Year of the Flood: Novel
with soap — there’s still a lot of soap, all of it pink — and sponges off. My body is shrinking, she thinks. I’m puckering, I’m dwindling. Soon I’ll be nothing but a hangnail. Though she’s always been on the skinny side — Oh Tobiatha, the ladies used to say, if only I had your figure!
    She dries herself off, slips on a pink smock. This one says, Melody. There’s no need to label herself now that nobody’s left to read the labels, so she’s begun wearing the smocks of the others: Anita, Quintana, Ren, Carmel, Symphony. Those girls had been so cheerful, so hopeful. Not Ren, though: Ren had been sad. But Ren had left earlier.
    Then all of them had left, once the trouble hit. They’d gone home to be with their families, believing love could save them. “You go ahead, I’ll lock up,” Toby had told them. And she had locked up, but with herself inside.
    She scrubs her long dark hair, twists it into a wet bun. She really must cut it. It’s thick and too hot. Also it smells of mutton.
    As she’s drying her hair she hears an odd sound. She goes cautiously to the rooftop railing. Three huge pigs are nosing around the swimming pool — two sows and a boar. The morning light shines on their plump pinky-grey forms; they glisten like wrestlers. They seem too large and bulbous to be normal. She’s spotted pigs like this before, in the meadow, but they’ve never come this close. Escapees, they must be, from some experimental farm or other.
    They’re grouped by the shallow end of the pool, gazing at it as if in thought, their snouts twitching. Maybe they’re sniffing the dead rakunk floating on the surface of the scummy water. Will they try to retrieve it? They grunt softly to one another, then back away: the thing must be too putrid even for them. They pause for a final sniff, then trot around the corner of the building.

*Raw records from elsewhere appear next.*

// ==========================================
// 劳动时间经济核算系统 - 仓储层错误类型
// ==========================================
// 工具: thiserror 派生宏
// ==========================================

use thiserror::Error;

/// 仓储层错误类型
#[derive(Error, Debug)]
pub enum RepositoryError {
    // ===== 数据库错误 =====
    #[error("记录未找到: {entity} with id={id}")]
    NotFound { entity: String, id: String },

    #[error("数据库锁获取失败: {0}")]
    LockError(String),

    #[error("数据库事务失败: {0}")]
    DatabaseTransactionError(String),

    #[error("数据库查询失败: {0}")]
    DatabaseQueryError(String),

    #[error("唯一约束违反: {0}")]
    UniqueConstraintViolation(String),

    #[error("外键约束违反: {0}")]
    ForeignKeyViolation(String),

    // ===== 通用错误 =====
    #[error(transparent)]
    Other(#[from] anyhow::Error),
}

impl RepositoryError {
    pub fn not_found(entity: &str, id: impl ToString) -> Self {
        RepositoryError::NotFound {
            entity: entity.to_string(),
            id: id.to_string(),
        }
    }
}

// 实现 From<rusqlite::Error>
impl From<rusqlite::Error> for RepositoryError {
    fn from(err: rusqlite::Error) -> Self {
        match err {
            rusqlite::Error::SqliteFailure(_, Some(msg)) => {
                if msg.contains("UNIQUE") {
                    RepositoryError::UniqueConstraintViolation(msg)
                } else if msg.contains("FOREIGN KEY") {
                    RepositoryError::ForeignKeyViolation(msg)
                } else {
                    RepositoryError::DatabaseQueryError(msg)
                }
            }
            rusqlite::Error::QueryReturnedNoRows => RepositoryError::NotFound {
                entity: "Unknown".to_string(),
                id: "Unknown".to_string(),
            },
            _ => RepositoryError::DatabaseQueryError(err.to_string()),
        }
    }
}

/// Result 类型别名
pub type RepositoryResult<T> = Result<T, RepositoryError>;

    Toby follows the railing, tracking them. They’ve found the garden fence, they’re looking in. Then one of them begins to dig. They’ll tunnel under.
    “Get away from there!” Toby shouts at them. They peer up at her, dismiss her.

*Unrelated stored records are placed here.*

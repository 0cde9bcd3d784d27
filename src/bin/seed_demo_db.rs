// Dev utility: rebuild a demo database with companies, members, plans, a cooperation,
// purchases and ten days of payouts.
//
// Usage:
//   cargo run --bin seed_demo_db -- [db_path]
//
// An existing database at db_path is backed up first.

use chrono::{Duration, Local};
use rust_decimal::Decimal;
use std::error::Error;
use std::fs;
use std::path::Path;
use std::sync::Arc;
use uuid::Uuid;

use labour_ledger::app::{get_default_db_path, AppState};
use labour_ledger::domain::types::PurposeOfPurchase;
use labour_ledger::engine::{DatetimeService, FakeDatetimeService};
use labour_ledger::use_cases::{
    AcceptCooperation, AnswerCompanyWorkInvite, ApprovePlan, CreateCooperation, CreateDraftRequest,
    CreatePlanDraft, InviteWorkerToCompany, PayConsumerProduct, PayMeansOfProduction,
    RegisterCompany, RegisterHoursWorked, RegisterMember, RequestCooperation,
};

const SIMULATED_DAYS: i64 = 10;

fn main() -> Result<(), Box<dyn Error>> {
    labour_ledger::logging::init();

    let db_path = std::env::args().nth(1).unwrap_or_else(get_default_db_path);
    backup_and_reset_db(&db_path)?;

    let clock = Arc::new(FakeDatetimeService::new());
    clock.freeze_time(Local::now().naive_local() - Duration::days(SIMULATED_DAYS));
    let state = AppState::with_datetime(db_path.clone(), clock.clone())?;

    let scenario = seed_scenario(&state)?;
    for _ in 0..SIMULATED_DAYS {
        clock.advance_time(Duration::days(1));
        simulate_day(&state, &scenario)?;
        let report = state.payout.run()?;
        eprintln!(
            "{} payout_factor={} payouts={} total={}",
            report.run_at, report.payout_factor, report.payouts, report.total_paid
        );
    }

    let stats = state.statistics.execute()?;
    println!("{}", serde_json::to_string_pretty(&stats)?);
    eprintln!("Seeded {} (clock at {})", db_path, clock.now());
    Ok(())
}

fn backup_and_reset_db(db_path: &str) -> Result<(), Box<dyn Error>> {
    let path = Path::new(db_path);
    if !path.exists() {
        return Ok(());
    }

    let ts = Local::now().format("%Y%m%d_%H%M%S").to_string();
    let backup_path = format!("{}.bak.{}", db_path, ts);
    fs::copy(path, &backup_path)?;
    fs::remove_file(path)?;

    eprintln!("Backed up {} -> {}", db_path, backup_path);
    Ok(())
}

struct Scenario {
    bakery: Uuid,
    mill: Uuid,
    workers: Vec<Uuid>,
    bread_plan: Uuid,
    flour_plan: Uuid,
}

fn seed_scenario(state: &AppState) -> Result<Scenario, Box<dyn Error>> {
    let repos = state.repos.clone();
    let dt = state.datetime.clone();

    let register_company = RegisterCompany::new(repos.clone(), dt.clone());
    let bakery = register_company.execute("Bäckerei Nord", "nord@baeckerei.example")?;
    let mill = register_company.execute("Mühle Süd", "info@muehle.example")?;
    let utility = register_company.execute("Stadtwerke", "kontakt@stadtwerke.example")?;
    let second_bakery = register_company.execute("Bäckerei Ost", "ost@baeckerei.example")?;

    let register_member = RegisterMember::new(repos.clone(), dt.clone());
    let invite = InviteWorkerToCompany::new(repos.clone());
    let answer = AnswerCompanyWorkInvite::new(repos.clone());
    let mut workers = Vec::new();
    for (i, company) in [bakery, mill, utility, bakery].iter().enumerate() {
        let member = register_member.execute(&format!("Mitglied {}", i + 1), &format!("m{}@example.org", i + 1))?;
        let invite_id = invite.execute(*company, member)?;
        answer.execute(member, invite_id, true)?;
        workers.push(member);
    }

    let create_draft = CreatePlanDraft::new(repos.clone(), state.config.clone(), dt.clone());
    let approve = ApprovePlan::new(repos.clone(), state.config.clone(), dt.clone());
    let plan = |planner: Uuid,
                name: &str,
                amount: i64,
                days: i64,
                costs: (i64, i64, i64),
                public: bool|
     -> Result<Uuid, Box<dyn Error>> {
        let draft = create_draft.execute(CreateDraftRequest {
            planner,
            product_name: name.to_string(),
            unit_of_distribution: "Stück".to_string(),
            amount_produced: amount,
            description: format!("Demo-Plan: {}", name),
            timeframe_days: days,
            is_public_service: public,
            labour_cost: Decimal::from(costs.0),
            resource_cost: Decimal::from(costs.1),
            means_cost: Decimal::from(costs.2),
        })?;
        Ok(approve.execute(planner, draft)?.plan_id)
    };
    let bread_plan = plan(bakery, "Brot", 500, 14, (120, 60, 20), false)?;
    let second_bread_plan = plan(second_bakery, "Brot", 300, 14, (90, 30, 10), false)?;
    let flour_plan = plan(mill, "Mehl", 1000, 30, (200, 80, 40), false)?;
    plan(utility, "Straßenbeleuchtung", 1, 30, (60, 30, 30), true)?;

    let coop = CreateCooperation::new(repos.clone(), dt.clone()).execute(
        bakery,
        "Brot-Kooperation",
        "Gemeinsamer Preis für Brot",
    )?;
    let request = RequestCooperation::new(repos.clone());
    let accept = AcceptCooperation::new(repos.clone());
    for (planner, plan_id) in [(bakery, bread_plan), (second_bakery, second_bread_plan)] {
        request.execute(planner, plan_id, coop)?;
        accept.execute(bakery, plan_id, coop)?;
    }

    Ok(Scenario {
        bakery,
        mill,
        workers,
        bread_plan,
        flour_plan,
    })
}

fn simulate_day(state: &AppState, scenario: &Scenario) -> Result<(), Box<dyn Error>> {
    let repos = state.repos.clone();
    let dt = state.datetime.clone();

    let hours = RegisterHoursWorked::new(repos.clone(), dt.clone());
    hours.execute(scenario.bakery, scenario.workers[0], Decimal::from(8))?;
    hours.execute(scenario.bakery, scenario.workers[3], Decimal::from(6))?;
    hours.execute(scenario.mill, scenario.workers[1], Decimal::from(8))?;

    PayMeansOfProduction::new(repos.clone(), dt.clone()).execute(
        scenario.bakery,
        scenario.flour_plan,
        20,
        PurposeOfPurchase::RawMaterials,
    )?;
    let consume = PayConsumerProduct::new(repos, state.config.clone(), dt);
    for worker in &scenario.workers {
        // 余额不足时跳过
        if let Err(e) = consume.execute(*worker, scenario.bread_plan, 2) {
            eprintln!("skip purchase for {}: {}", worker, e);
        }
    }
    Ok(())
}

    She scrambles down the stairs as fast as she can without slipping. Idiot! She should keep the rifle with her at all times. She grabs it from her bedside, hurries back up to the roof. She holds one of the pigs in the scope — the boar, an easy shot, he’s sideways — but then she hesitates. They’re God’s Creatures. Never kill without just cause, said Adam One.
    “I’m warning you!” she yells. Amazingly they seem to understand her. They must’ve seen a weapon before — a spraygun, a stun gun. They squeal in alarm, then turn and run.
    They’re a quarter of the way across the meadow when it occurs to her they’ll be back. They’ll dig under at night and root up her garden in no time flat, and that will be the end of her long-term food supply. She’ll have to shoot them, it’s self-defence. She squeezes off a round, misses, tries again. The boar falls down. The two sows keep running. Only when they’ve reached the forest rim do they turn and look back. Then they meld with the foliage and are gone.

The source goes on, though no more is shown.